Only one stretch of the data below is wanted: the lines from the one with "pub mod situation;" through the one with "pub use route::Route;", repeated exactly.

##### Data for the task #####

//! Application-level configuration.

use oba_transit::operation::QueueConfig;
use oba_transit::provider::RegionProviderConfig;
use serde::Deserialize;

#[derive(Debug, thiserror::Error)]
pub enum ConfigError {
    #[error("invalid configuration: {0}")]
    Parse(#[from] serde_json::Error),

    #[error("an API key is required")]
    MissingApiKey,
}

/// Everything the kit needs to talk to an OBA deployment.
///
/// Every field has a default, so a JSON document only has to name what it
/// overrides:
///
/// ```json
/// {"api_key": "TEST", "queue": {"max_concurrent_operations": 2}}
/// ```
#[derive(Clone, Debug, Default, PartialEq, Eq, Deserialize)]
#[serde(default)]
pub struct KitConfig {
    /// Sent as the `key` query parameter on every REST call.
    pub api_key: String,

    pub regions: RegionProviderConfig,

    pub queue: QueueConfig,

    /// Minimum log level for `oba_*` modules ("trace" through "error").
    pub log_level: Option<String>,
}

impl KitConfig {
    pub fn from_json_str(s: &str) -> Result<Self, ConfigError> {
        let config: Self = serde_json::from_str(s)?;
        config.validate()?;
        Ok(config)
    }

    pub fn validate(&self) -> Result<(), ConfigError> {
        if self.api_key.trim().is_empty() {
            return Err(ConfigError::MissingApiKey);
        }
        Ok(())
    }
}

#[cfg(test)]
mod tests {
    use super::*;
    use oba_transit::provider::DEFAULT_REGIONS_URL;

    #[test]
    fn test_partial_config() {
        let config = KitConfig::from_json_str(
            r#"{"api_key": "TEST", "queue": {"max_concurrent_operations": 2}}"#,
        )
        .unwrap();

        assert_eq!(config.api_key, "TEST");
        assert_eq!(config.queue.max_concurrent_operations, 2);
        assert_eq!(config.regions.regions_url, DEFAULT_REGIONS_URL);
        assert!(config.log_level.is_none());
    }

    #[test]
    fn test_missing_api_key() {
        assert!(matches!(
            KitConfig::from_json_str("{}"),
            Err(ConfigError::MissingApiKey)
        ));
        assert!(matches!(
            KitConfig::from_json_str("{\"api_key\": 7}"),
            Err(ConfigError::Parse(_))
        ));
    }
}
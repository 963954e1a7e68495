//! Network and IO abstractions.

pub mod traits;

pub use traits::{DataFetcher, RegionStore};
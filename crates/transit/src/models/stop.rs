use std::sync::Arc;

use geo::Point;
use serde::Deserialize;

use crate::identifiers::{RouteIdentifier, StopIdentifier};
use crate::models::serde_helpers::empty_string_as_none;

#[derive(Clone, Copy, Debug, Default, PartialEq, Eq, Hash, Deserialize)]
#[serde(rename_all = "SCREAMING_SNAKE_CASE")]
pub enum WheelchairBoarding {
    #[default]
    Unknown,
    Accessible,
    NotAccessible,
    #[serde(other)]
    Unrecognized,
}

/// A physical boarding location.
#[derive(Clone, Debug, PartialEq, Deserialize)]
#[serde(rename_all = "camelCase")]
pub struct Stop {
    pub id: StopIdentifier,
    pub name: Arc<str>,
    pub lat: f64,
    pub lon: f64,

    /// Rider-facing stop number, often painted on the sign.
    #[serde(default, deserialize_with = "empty_string_as_none")]
    pub code: Option<Arc<str>>,

    /// Compass heading of travel, e.g. "N", "SW".
    #[serde(default, deserialize_with = "empty_string_as_none")]
    pub direction: Option<Arc<str>>,

    /// GTFS location type: 0 = stop/platform, 1 = station.
    #[serde(default)]
    pub location_type: u8,

    #[serde(default)]
    pub route_ids: Vec<RouteIdentifier>,

    #[serde(default)]
    pub wheelchair_boarding: WheelchairBoarding,
}

impl Stop {
    pub fn location(&self) -> Point {
        Point::new(self.lon, self.lat)
    }

    pub fn is_station(&self) -> bool {
        self.location_type == 1
    }
}
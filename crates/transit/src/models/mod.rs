//! REST models, their shared types, and the references block.

pub mod agency;
pub mod coverage;
pub mod references;
pub mod region;
pub mod route;
pub mod serde_helpers;
pub mod situation;
pub mod stop;
pub mod traits;
pub mod trip;
pub mod types;

// Re-exports for convenience
pub use agency::Agency;
pub use coverage::AgencyWithCoverage;
pub use references::{PartialReferences, References};
pub use region::{Region, RegionBound};
pub use route::Route;
pub use situation::{AffectedEntity, Consequence, Situation, TimeWindow, TranslatedString};
pub use stop::{Stop, WheelchairBoarding};
pub use traits::RestModel;
pub use trip::Trip;
pub use types::{DirectionId, Result, RouteType, Severity, TransitError};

#####

Reply >>
pub mod situation;
pub mod stop;
pub mod traits;
pub mod trip;
pub mod types;

// Re-exports for convenience
pub use agency::Agency;
pub use coverage::AgencyWithCoverage;
pub use references::{PartialReferences, References};
pub use region::{Region, RegionBound};
pub use route::Route;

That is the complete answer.